Hollywood-Filme haben die Zukunft nie als Rückkehr zu traditionellen Gesellschaften und Großfamilien dargestellt, sondern immer auf eine dystopische, düstere und atomistische Weise. Für Dugin ist dies nicht nur ein Hirngespinst, sondern eine realistische Option, wenn das derzeitige progressive politische Projekt fortgesetzt wird.

Schließlich fragt Carlson Dugin, wie es möglich ist, dass Linksliberale im Westen jahrzehntelang die Sowjetunion, Stalin und den Stalinismus verteidigten und gegen Ende des 20. Jahrhunderts sogar den betrunkenen Jelzin favorisierten, aber im 21.

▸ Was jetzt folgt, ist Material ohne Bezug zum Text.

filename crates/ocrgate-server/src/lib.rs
#![forbid(unsafe_code)]
#![cfg_attr(docsrs, feature(doc_cfg))]
#![doc = include_str!("../README.md")]

mod error;

pub mod extract;
pub mod handler;
pub mod middleware;
pub mod service;

pub use crate::error::{BoxedError, Error, ErrorKind, Result};
//! OCR engine seam.
//!
//! Handlers reach the engine only through [`OcrEngineHandle`], which wraps an
//! [`OcrEngine`] implementation built once at startup and carried in the
//! router state.

#[cfg(any(test, feature = "test-utils"))]
mod mock;
mod paddle;

use std::fmt;
use std::path::{Path, PathBuf};
use std::sync::Arc;

use async_trait::async_trait;
use bytes::Bytes;
use tokio::sync::Semaphore;

#[cfg(any(test, feature = "test-utils"))]
#[cfg_attr(docsrs, doc(cfg(feature = "test-utils")))]
pub use self::mock::MockEngine;
use crate::service::ArtifactKind;
use crate::{Error, Result};

/// Tracing target for engine calls.
const TRACING_TARGET: &str = "ocrgate_server::service::engine";

/// Document handed to the engine.
#[derive(Debug, Clone, PartialEq, Eq)]
pub enum OcrSource {
    /// A file staged in a request workspace.
    File {
        /// Location of the staged artifact.
        path: PathBuf,
        /// Classified kind of the artifact.
        kind: ArtifactKind,
    },
    /// A remote document the engine fetches itself.
    Url(String),
}

/// OCR output of one page.
#[derive(Debug, Clone, Default, PartialEq, Eq)]
pub struct OcrPage {
    texts: Vec<String>,
    annotation: Option<Bytes>,
}

impl OcrPage {
    /// Creates a page from its recognized lines.
    pub fn new(texts: Vec<String>) -> Self {
        Self {
            texts,
            annotation: None,
        }
    }

    /// Attaches the PNG-encoded annotated image.
    pub fn with_annotation(mut self, png: impl Into<Bytes>) -> Self {
        self.annotation = Some(png.into());
        self
    }

    /// Recognized text lines in reading order.
    pub fn recognized_texts(&self) -> &[String] {
        &self.texts
    }

    /// Returns `true` if the engine rendered an annotated image.
    pub fn has_annotation(&self) -> bool {
        self.annotation.is_some()
    }

    /// Writes the annotated image to `destination`.
    ///
    /// Returns `false` without touching the file system when the page has no
    /// annotation.
    pub async fn save_annotated_image(&self, destination: &Path) -> std::io::Result<bool> {
        match &self.annotation {
            Some(png) => {
                tokio::fs::write(destination, png).await?;
                Ok(true)
            }
            None => Ok(false),
        }
    }
}

/// Narrow interface to an OCR engine.
#[async_trait]
pub trait OcrEngine: Send + Sync {
    /// Runs OCR on `source` and returns one entry per page.
    async fn recognize(&self, source: &OcrSource) -> Result<Vec<OcrPage>>;

    /// Probes whether the engine can serve requests.
    async fn health_check(&self) -> Result<()> {
        Ok(())
    }
}

/// Shared, optionally rate-limited handle to the OCR engine.
#[derive(Clone)]
pub struct OcrEngineHandle {
    engine: Arc<dyn OcrEngine>,
    permits: Option<Arc<Semaphore>>,
}

impl OcrEngineHandle {
    /// Wraps an engine with unbounded concurrency.
    pub fn new(engine: impl OcrEngine + 'static) -> Self {
        Self {
            engine: Arc::new(engine),
            permits: None,
        }
    }

    /// Limits the number of concurrent engine calls.
    ///
    /// `None` removes the limit.
    pub fn with_max_concurrency(mut self, limit: Option<usize>) -> Self {
        self.permits = limit.map(|n| Arc::new(Semaphore::new(n)));
        self
    }

    /// Runs OCR on `source`, waiting for a permit when a limit is set.
    pub async fn recognize(&self, source: &OcrSource) -> Result<Vec<OcrPage>> {
        let _permit = match &self.permits {
            Some(permits) => Some(permits.acquire().await.map_err(|e| {
                Error::internal("engine", "concurrency limiter closed").with_source(e)
            })?),
            None => None,
        };

        tracing::debug!(target: TRACING_TARGET, source = ?source, "invoking ocr engine");
        self.engine.recognize(source).await
    }

    /// Probes the engine.
    pub async fn health_check(&self) -> Result<()> {
        self.engine.health_check().await
    }
}

impl fmt::Debug for OcrEngineHandle {
    fn fmt(&self, f: &mut fmt::Formatter<'_>) -> fmt::Result {
        f.debug_struct("OcrEngineHandle")
            .field("max_concurrency", &self.permits.as_ref().map(|_| "bounded"))
            .finish_non_exhaustive()
    }
}

#[cfg(test)]
mod tests {
    use std::sync::atomic::{AtomicUsize, Ordering};
    use std::time::Duration;

    use super::*;

    /// Tracks the highest number of overlapping calls.
    #[derive(Default)]
    struct Overlap {
        active: AtomicUsize,
        peak: AtomicUsize,
    }

    #[async_trait]
    impl OcrEngine for Arc<Overlap> {
        async fn recognize(&self, _source: &OcrSource) -> Result<Vec<OcrPage>> {
            let now = self.active.fetch_add(1, Ordering::SeqCst) + 1;
            self.peak.fetch_max(now, Ordering::SeqCst);
            tokio::time::sleep(Duration::from_millis(20)).await;
            self.active.fetch_sub(1, Ordering::SeqCst);
            Ok(Vec::new())
        }
    }

    #[tokio::test]
    async fn save_annotated_image_writes_png() {
        let dir = tempfile::tempdir().unwrap();
        let destination = dir.path().join("1.png");

        let page = OcrPage::new(vec!["a".into()]).with_annotation(&b"png"[..]);
        assert!(page.save_annotated_image(&destination).await.unwrap());
        assert_eq!(std::fs::read(&destination).unwrap(), b"png");

        let page = OcrPage::new(vec!["a".into()]);
        let destination = dir.path().join("2.png");
        assert!(!page.save_annotated_image(&destination).await.unwrap());
        assert!(!destination.exists());
    }

    #[tokio::test(flavor = "multi_thread", worker_threads = 4)]
    async fn concurrency_limit_serialises_calls() {
        let overlap = Arc::new(Overlap::default());
        let handle = OcrEngineHandle::new(overlap.clone()).with_max_concurrency(Some(1));

        let calls = (0..4).map(|_| {
            let handle = handle.clone();
            tokio::spawn(async move {
                handle
                    .recognize(&OcrSource::Url("https://example.com/a.png".into()))
                    .await
            })
        });
        for call in calls.collect::<Vec<_>>() {
            call.await.unwrap().unwrap();
        }

        assert_eq!(overlap.peak.load(Ordering::SeqCst), 1);
    }

    #[tokio::test]
    async fn default_health_check_passes() {
        let handle = OcrEngineHandle::new(Arc::new(Overlap::default()));
        assert!(handle.health_check().await.is_ok());
    }
}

Dugin führt dies auf die Tatsache zurück, dass Putin sich als traditioneller Führer entpuppte, der, sobald er an die Macht kam, begann, den Einfluss des globalen Westens in Russland zurückzudrängen. Putin wurde ein Verteidiger traditionellerer Werte und ein Verfechter der staatlichen Souveränität.

Dies war für Außenstehende zunächst nicht offensichtlich, aber als Putin wiederholt die Rolle Russlands als besondere Zivilisationsmacht betonte, die mit neoliberalen Idealen wenig gemein hat, wurde er in den Augen des Westens zu einem metaphysischen Feind ihrer Bestrebungen.

Wenn das Ziel die Zerstörung der traditionellen Werte, des Glaubens, des Konzepts der Familie, der Geschlechter und all dessen ist, dann ist Putins Russland als Verfechter dieser Werte der Feind des liberalen Posthumanismus, so Dugin.